The organization of chromatin in D. melanogaster ribosomal repeats with and without insertions was studied. We have shown earlier that upon digestion with micrococcal nuclease a "non-transcribed" intergenic spacer produces unusual chromatin particles containing DNA fragments 200-280 b.p. in length. These particles sediment like H1-containing nucleosomes, are stable only in the presence of polyamines, and are probably bound to some non-histone protein. The content of core histones and H1 in different regions of ribosomal genes has been studied by two-dimensional electrophoresis of chromatin particles and by "protein-image" hybridization.
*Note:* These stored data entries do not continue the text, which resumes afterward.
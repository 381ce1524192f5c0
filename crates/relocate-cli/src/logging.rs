use std::fs::{self, OpenOptions};
use std::path::{Path, PathBuf};

use anyhow::{Context, Result};
use log::LevelFilter;
use relocate_store::StoreLayout;

pub(crate) fn level_for_verbosity(verbose: u8) -> LevelFilter {
    match verbose {
        0 => LevelFilter::Warn,
        1 => LevelFilter::Info,
        2 => LevelFilter::Debug,
        _ => LevelFilter::Trace,
    }
}

pub(crate) fn resolve_log_file(
    explicit: Option<&Path>,
    to_log_store: bool,
    layout: &StoreLayout,
    unix_secs: u64,
) -> Option<PathBuf> {
    if let Some(path) = explicit {
        return Some(path.to_path_buf());
    }
    to_log_store.then(|| layout.logs_dir().join(format!("relocate-{unix_secs}.log")))
}

pub(crate) fn init_logging(verbose: u8, log_file: Option<&Path>) -> Result<()> {
    let mut builder = env_logger::Builder::from_env(
        env_logger::Env::default().default_filter_or(level_for_verbosity(verbose).as_str()),
    );
    if verbose > 0 {
        builder.filter_level(level_for_verbosity(verbose));
    }
    builder.format_timestamp_secs();

    if let Some(path) = log_file {
        if let Some(parent) = path.parent().filter(|parent| !parent.as_os_str().is_empty()) {
            fs::create_dir_all(parent)
                .with_context(|| format!("failed to create log directory {}", parent.display()))?;
        }
        let file = OpenOptions::new()
            .create(true)
            .append(true)
            .open(path)
            .with_context(|| format!("failed to open log file {}", path.display()))?;
        builder.target(env_logger::Target::Pipe(Box::new(file)));
    }

    builder.try_init().context("failed to initialize logging")
}
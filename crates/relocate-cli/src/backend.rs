use anyhow::Result;
use relocate_core::{DatabaseEngine, DatabaseSettings, MigrationConfig, MigrationError};
use relocate_db::{Database, DumpTool, MysqlCliDatabase, MysqlDumpTool, SqliteDatabase};
use relocate_store::StoreLayout;

pub(crate) enum Backend {
    Sqlite(SqliteDatabase),
    Mysql {
        db: MysqlCliDatabase,
        tool: MysqlDumpTool,
    },
}

impl Backend {
    pub(crate) fn open(config: &MigrationConfig, layout: &StoreLayout) -> Result<Self> {
        let settings = config.database.clone().ok_or_else(|| {
            MigrationError::validation("a [database] section is required for this command")
        })?;
        Self::from_settings(settings, layout)
    }

    pub(crate) fn from_settings(settings: DatabaseSettings, layout: &StoreLayout) -> Result<Self> {
        match settings.engine {
            DatabaseEngine::Sqlite => {
                let path = settings.path.as_deref().ok_or_else(|| {
                    MigrationError::validation("database.path is required for the sqlite engine")
                })?;
                log::debug!("using sqlite database {}", path.display());
                let db = SqliteDatabase::open(path, settings.prefix.clone())?
                    .with_staging_dir(layout.tmp_dir());
                Ok(Self::Sqlite(db))
            }
            DatabaseEngine::Mysql => {
                log::debug!("using mysql database {} on {}", settings.name, settings.host);
                Ok(Self::Mysql {
                    db: MysqlCliDatabase::new(settings.clone())?,
                    tool: MysqlDumpTool::new(settings)?,
                })
            }
        }
    }

    pub(crate) fn database(&self) -> &dyn Database {
        match self {
            Self::Sqlite(db) => db,
            Self::Mysql { db, .. } => db,
        }
    }

    pub(crate) fn dump_tool(&self) -> &dyn DumpTool {
        match self {
            Self::Sqlite(db) => db,
            Self::Mysql { tool, .. } => tool,
        }
    }
}
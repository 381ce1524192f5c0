use std::fs;
use std::path::{Path, PathBuf};
use std::time::UNIX_EPOCH;

use anyhow::{Context, Result};
use relocate_core::Warnings;
use serde::Serialize;
use walkdir::WalkDir;

use crate::StoreLayout;

#[derive(Debug, Clone, Copy, PartialEq, Eq, Serialize)]
#[serde(rename_all = "lowercase")]
pub enum BackupKind {
    Database,
    Files,
    Unknown,
}

impl BackupKind {
    pub fn as_str(self) -> &'static str {
        match self {
            Self::Database => "database",
            Self::Files => "files",
            Self::Unknown => "unknown",
        }
    }

    pub fn infer_from_name(name: &str) -> Self {
        let lower = name.to_ascii_lowercase();
        if lower.starts_with("database") || lower.starts_with("db") {
            return Self::Database;
        }
        if lower.starts_with("files") || lower.starts_with("file") {
            return Self::Files;
        }
        Self::Unknown
    }
}

#[derive(Debug, Clone, PartialEq, Eq, Serialize)]
pub struct BackupEntry {
    pub name: String,
    pub path: PathBuf,
    pub kind: BackupKind,
    pub size_bytes: u64,
    pub modified_unix: u64,
}

#[derive(Debug, Clone, Default, PartialEq, Eq)]
pub struct PruneReport {
    pub kept: Vec<PathBuf>,
    pub removed: Vec<PathBuf>,
    pub warnings: Warnings,
}

pub fn list_backups(layout: &StoreLayout) -> Result<Vec<BackupEntry>> {
    let dir = layout.backups_dir();
    if !dir.exists() {
        return Ok(Vec::new());
    }

    let mut entries = Vec::new();
    for entry in fs::read_dir(&dir).with_context(|| format!("failed to read {}", dir.display()))? {
        let entry = entry?;
        let path = entry.path();
        let name = entry.file_name().to_string_lossy().into_owned();
        if name.starts_with('.') {
            continue;
        }
        let metadata = fs::metadata(&path)
            .with_context(|| format!("failed to stat backup entry {}", path.display()))?;
        let modified_unix = metadata
            .modified()
            .ok()
            .and_then(|time| time.duration_since(UNIX_EPOCH).ok())
            .map(|duration| duration.as_secs())
            .unwrap_or(0);
        let size_bytes = if metadata.is_dir() {
            dir_size(&path)
        } else {
            metadata.len()
        };
        entries.push(BackupEntry {
            kind: BackupKind::infer_from_name(&name),
            name,
            path,
            size_bytes,
            modified_unix,
        });
    }

    entries.sort_by(|left, right| {
        right
            .modified_unix
            .cmp(&left.modified_unix)
            .then_with(|| right.name.cmp(&left.name))
    });
    Ok(entries)
}

fn dir_size(path: &Path) -> u64 {
    WalkDir::new(path)
        .into_iter()
        .filter_map(|entry| entry.ok())
        .filter(|entry| entry.file_type().is_file())
        .filter_map(|entry| entry.metadata().ok())
        .map(|metadata| metadata.len())
        .sum()
}

pub fn prune_backups(layout: &StoreLayout, keep: usize) -> Result<PruneReport> {
    let entries = list_backups(layout)?;
    let mut report = PruneReport::default();
    for (index, entry) in entries.into_iter().enumerate() {
        if index < keep {
            report.kept.push(entry.path);
            continue;
        }

        let result = if entry.path.is_dir() {
            fs::remove_dir_all(&entry.path)
        } else {
            fs::remove_file(&entry.path)
        };
        match result {
            Ok(()) => {
                log::info!("pruned backup {}", entry.path.display());
                report.removed.push(entry.path);
            }
            Err(err) => report.warnings.cleanup(format!(
                "failed to prune backup {}: {err}",
                entry.path.display()
            )),
        }
    }
    Ok(report)
}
The content of histones and respectively the degree of chromatin condensation increase in the following order: the 1kb-long region surrounding the initiation site is practically free of histones less than the region of 240 b.p. repeats from the intergenic spacer, containing homologies with the ribosomal promotor less than coding region preceding the usual site of insertions less than coding region lying behind this site less than inactive type II ribosomal insertion. Therefore, the region of the beginning of transcription of most ribosomal genes is in an active conformation, even though at least 75% of the genes are repressed. Ribosomal insertions are in a compact, repressed form. We suggest that their inhibitory action on the transcription of corresponding genes at the molecular level is similar to the position effect of heterochromatic regions at the chromosomal level.